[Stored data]
□ □ □ □

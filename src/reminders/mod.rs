//! Reminder bot - parses reminder requests, stores them, delivers them on time.

pub mod clock;
pub mod database;
pub mod parser;
pub mod router;
pub mod scheduler;
pub mod task;
pub mod telegram;


pub use clock::Clock;
pub use database::{Database, InsertOutcome, StorageError};
pub use router::{Command, Rejection, ReminderService};
pub use scheduler::{MAX_DELIVERY_ATTEMPTS, Scheduler, SchedulerHandle, TickReport};
pub use task::ReminderTask;
pub use telegram::{Delivery, Messenger, TelegramClient};
//! Inbound message handling: `/start`, `/reminders`, and reminder creation.

use chrono::NaiveDateTime;
use std::sync::Arc;
use tracing::{debug, error, info};

use crate::reminders::clock::Clock;
use crate::reminders::database::{Database, InsertOutcome};
use crate::reminders::parser::{ParseError, parse_reminder};
use crate::reminders::task::ReminderTask;
use crate::reminders::telegram::Messenger;

pub const START_COMMAND: &str = "/start";
pub const LIST_COMMAND: &str = "/reminders";

pub const WELCOME_TEXT: &str = "Welcome!

Here you can create a reminder.
Send a message in the format:
\"dd.mm.yyyy HH:mm Reminder text\"
(e.g. 01.01.2030 20:00 Do homework)

/reminders - active reminders";

pub const NO_REMINDERS_TEXT: &str = "You have no reminders";

const LIST_HEADER: &str = "Your reminders:\n\n";

/// Why a reminder was not created.
#[derive(Debug, Clone, Copy, PartialEq, Eq)]
pub enum Rejection {
    /// Text is not `dd.mm.yyyy HH:mm text`, or the date/time does not exist
    /// (calendar-invalid, or skipped by a daylight-saving jump).
    Format,
    /// Time is not in the future.
    PastTime,
    /// Same time and text already stored.
    Duplicate,
    /// Storage failed.
    Unavailable,
}

impl Rejection {
    pub fn reply(self) -> &'static str {
        match self {
            Rejection::Format => {
                "To create a reminder use the format: \"dd.mm.yyyy HH:mm Reminder text\"\n(e.g. 01.01.2030 20:00 Do homework)"
            }
            Rejection::PastTime => "Sorry, a reminder can't be set in the past. Check the date and time",
            Rejection::Duplicate => "This reminder already exists",
            Rejection::Unavailable => "Something went wrong, please try again later",
        }
    }
}

/// What an inbound text asks for.
#[derive(Debug, Clone, Copy, PartialEq, Eq)]
pub enum Command<'a> {
    Start,
    List,
    Create(&'a str),
}

impl<'a> Command<'a> {
    /// Exact, case-sensitive match; anything else is a reminder attempt.
    pub fn classify(text: &'a str) -> Self {
        match text {
            START_COMMAND => Command::Start,
            LIST_COMMAND => Command::List,
            other => Command::Create(other),
        }
    }
}

pub fn confirmation_text(date: &str, text: &str) -> String {
    format!("Reminder created!\n{date} I will remind you: {text}")
}

/// Render the reminder list for one chat.
pub fn render_list(tasks: &[ReminderTask]) -> String {
    if tasks.is_empty() {
        return NO_REMINDERS_TEXT.to_string();
    }

    let entries: Vec<String> = tasks
        .iter()
        .enumerate()
        .map(|(i, task)| {
            format!(
                "{}. id: {}, date: {}, text: {}",
                i + 1,
                task.id,
                task.display_date(),
                task.notification_text
            )
        })
        .collect();

    format!("{LIST_HEADER}{}", entries.join("\n\n"))
}

/// Routes chat messages and answers them through a `Messenger`.
pub struct ReminderService {
    database: Arc<Database>,
    messenger: Arc<dyn Messenger>,
    clock: Clock,
}

impl ReminderService {
    pub fn new(database: Arc<Database>, messenger: Arc<dyn Messenger>, clock: Clock) -> Self {
        Self { database, messenger, clock }
    }

    /// Handle one inbound message. Messages without text are ignored.
    pub async fn handle_message(&self, chat_id: i64, text: Option<&str>) {
        self.handle_message_at(chat_id, text, self.clock.now()).await;
    }

    pub async fn handle_message_at(&self, chat_id: i64, text: Option<&str>, now: NaiveDateTime) {
        let Some(text) = text else {
            debug!("Ignoring non-text message in chat {}", chat_id);
            return;
        };

        let reply = match Command::classify(text) {
            Command::Start => WELCOME_TEXT.to_string(),
            Command::List => self.list_reminders(chat_id),
            Command::Create(text) => match self.create_reminder(chat_id, text, now) {
                Ok(task) => {
                    info!("⏰ Reminder #{} created for chat {} at {}", task.id, chat_id, task.display_date());
                    confirmation_text(&task.display_date(), &task.notification_text)
                }
                Err(rejection) => {
                    debug!("Rejected reminder from chat {}: {:?}", chat_id, rejection);
                    rejection.reply().to_string()
                }
            },
        };

        // Send failures are already logged by the messenger
        self.messenger.send_text(chat_id, &reply).await;
    }

    /// Validate and store a reminder.
    pub fn create_reminder(
        &self,
        chat_id: i64,
        text: &str,
        now: NaiveDateTime,
    ) -> Result<ReminderTask, Rejection> {
        let parsed = parse_reminder(text).map_err(|e| {
            if let ParseError::InvalidDate(reason) = e {
                debug!("Invalid date in chat {}: {}", chat_id, reason);
            }
            Rejection::Format
        })?;

        if !self.clock.exists_locally(parsed.date) {
            debug!("Chat {} asked for {}, skipped by a clock change", chat_id, parsed.date);
            return Err(Rejection::Format);
        }

        if parsed.date <= now {
            return Err(Rejection::PastTime);
        }

        match self.database.insert(chat_id, &parsed.text, parsed.date) {
            Ok(InsertOutcome::Created(task)) => Ok(task),
            Ok(InsertOutcome::Duplicate) => Err(Rejection::Duplicate),
            Err(e) => {
                error!("Failed to store reminder for chat {}: {}", chat_id, e);
                Err(Rejection::Unavailable)
            }
        }
    }

    pub fn list_reminders(&self, chat_id: i64) -> String {
        match self.database.find_by_chat(chat_id) {
            Ok(tasks) => render_list(&tasks),
            Err(e) => {
                error!("Failed to list reminders for chat {}: {}", chat_id, e);
                Rejection::Unavailable.reply().to_string()
            }
        }
    }
}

□ □ □ □

* _WORK ITEM_
Count lines, not occurrences. State how many lines of the entries contain the word "impl", and add nothing.

* _ANSWER TO THIS EXERCISE_
3